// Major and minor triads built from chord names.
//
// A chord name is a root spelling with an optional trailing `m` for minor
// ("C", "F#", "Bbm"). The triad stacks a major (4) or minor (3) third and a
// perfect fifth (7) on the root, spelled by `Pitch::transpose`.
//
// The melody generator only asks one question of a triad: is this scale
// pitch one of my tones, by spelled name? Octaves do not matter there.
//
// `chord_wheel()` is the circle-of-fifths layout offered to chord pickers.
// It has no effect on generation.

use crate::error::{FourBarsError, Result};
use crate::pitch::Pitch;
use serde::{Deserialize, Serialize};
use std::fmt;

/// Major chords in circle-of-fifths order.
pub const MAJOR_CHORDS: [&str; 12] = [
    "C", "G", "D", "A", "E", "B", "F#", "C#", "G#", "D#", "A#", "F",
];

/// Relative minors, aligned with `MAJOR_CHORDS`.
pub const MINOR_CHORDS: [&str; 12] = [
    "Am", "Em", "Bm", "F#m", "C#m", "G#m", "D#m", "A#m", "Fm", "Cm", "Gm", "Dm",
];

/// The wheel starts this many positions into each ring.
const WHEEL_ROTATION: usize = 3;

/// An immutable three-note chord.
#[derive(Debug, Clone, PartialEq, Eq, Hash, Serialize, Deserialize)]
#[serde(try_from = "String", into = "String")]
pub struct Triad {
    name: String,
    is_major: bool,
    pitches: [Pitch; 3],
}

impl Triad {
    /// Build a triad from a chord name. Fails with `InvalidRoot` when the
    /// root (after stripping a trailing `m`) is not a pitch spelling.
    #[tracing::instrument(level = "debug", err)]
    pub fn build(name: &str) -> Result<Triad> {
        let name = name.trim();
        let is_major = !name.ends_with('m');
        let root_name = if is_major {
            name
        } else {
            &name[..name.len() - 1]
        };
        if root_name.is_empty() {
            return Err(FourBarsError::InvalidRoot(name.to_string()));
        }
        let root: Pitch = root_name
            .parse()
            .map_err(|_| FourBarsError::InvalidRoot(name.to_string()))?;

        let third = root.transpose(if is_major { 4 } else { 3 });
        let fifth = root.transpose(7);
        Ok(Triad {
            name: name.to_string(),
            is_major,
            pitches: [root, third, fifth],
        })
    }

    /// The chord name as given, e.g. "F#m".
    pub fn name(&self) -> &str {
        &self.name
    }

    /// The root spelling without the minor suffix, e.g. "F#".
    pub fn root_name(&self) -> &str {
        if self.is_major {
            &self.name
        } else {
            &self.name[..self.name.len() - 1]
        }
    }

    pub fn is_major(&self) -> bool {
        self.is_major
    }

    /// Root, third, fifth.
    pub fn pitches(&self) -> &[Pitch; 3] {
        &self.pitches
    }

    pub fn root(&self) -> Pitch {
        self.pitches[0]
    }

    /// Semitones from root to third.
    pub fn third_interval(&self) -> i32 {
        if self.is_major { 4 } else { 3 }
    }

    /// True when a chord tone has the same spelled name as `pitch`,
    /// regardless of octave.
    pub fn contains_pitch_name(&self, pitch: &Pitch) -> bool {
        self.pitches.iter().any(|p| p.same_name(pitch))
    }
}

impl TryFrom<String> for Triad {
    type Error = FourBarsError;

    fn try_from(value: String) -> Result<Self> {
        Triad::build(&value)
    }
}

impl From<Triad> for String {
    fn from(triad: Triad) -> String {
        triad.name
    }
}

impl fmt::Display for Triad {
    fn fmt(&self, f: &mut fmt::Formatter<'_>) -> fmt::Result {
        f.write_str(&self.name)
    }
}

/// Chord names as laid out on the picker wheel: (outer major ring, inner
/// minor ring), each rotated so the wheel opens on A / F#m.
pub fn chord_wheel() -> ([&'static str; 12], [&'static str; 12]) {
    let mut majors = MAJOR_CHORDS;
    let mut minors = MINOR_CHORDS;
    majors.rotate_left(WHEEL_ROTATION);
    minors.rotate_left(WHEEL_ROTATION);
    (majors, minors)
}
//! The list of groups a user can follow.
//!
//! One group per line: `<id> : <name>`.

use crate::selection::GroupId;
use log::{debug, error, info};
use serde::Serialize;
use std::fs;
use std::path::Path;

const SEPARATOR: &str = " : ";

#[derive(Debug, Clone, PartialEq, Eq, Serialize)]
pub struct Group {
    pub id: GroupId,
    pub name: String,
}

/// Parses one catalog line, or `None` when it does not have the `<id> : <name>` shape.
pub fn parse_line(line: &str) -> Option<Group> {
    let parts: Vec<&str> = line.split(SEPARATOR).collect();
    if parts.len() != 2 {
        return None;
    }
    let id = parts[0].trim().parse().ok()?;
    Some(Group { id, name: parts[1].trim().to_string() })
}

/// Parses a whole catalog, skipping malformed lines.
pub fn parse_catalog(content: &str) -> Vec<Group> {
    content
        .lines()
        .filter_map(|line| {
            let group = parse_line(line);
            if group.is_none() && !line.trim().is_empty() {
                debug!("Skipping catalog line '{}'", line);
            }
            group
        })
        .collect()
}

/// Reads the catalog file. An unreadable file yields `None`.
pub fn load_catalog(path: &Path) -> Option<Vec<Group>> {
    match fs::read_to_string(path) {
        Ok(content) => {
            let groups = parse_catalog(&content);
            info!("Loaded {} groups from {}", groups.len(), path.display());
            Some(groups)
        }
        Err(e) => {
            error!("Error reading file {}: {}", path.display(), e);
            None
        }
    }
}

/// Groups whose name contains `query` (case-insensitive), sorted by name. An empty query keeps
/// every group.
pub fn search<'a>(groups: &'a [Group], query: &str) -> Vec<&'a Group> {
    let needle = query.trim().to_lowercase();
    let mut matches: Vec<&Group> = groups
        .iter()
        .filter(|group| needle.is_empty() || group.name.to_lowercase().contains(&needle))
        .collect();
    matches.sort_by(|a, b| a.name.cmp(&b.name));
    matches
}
== == ==
In the listing above, locate the line containing "use std::fs;" and the line containing "Parses one catalog", then transcribe both and every line between them verbatim.

use std::fs;
use std::path::Path;

const SEPARATOR: &str = " : ";

#[derive(Debug, Clone, PartialEq, Eq, Serialize)]
pub struct Group {
    pub id: GroupId,
    pub name: String,
}

/// Parses one catalog line, or `None` when it does not have the `<id> : <name>` shape.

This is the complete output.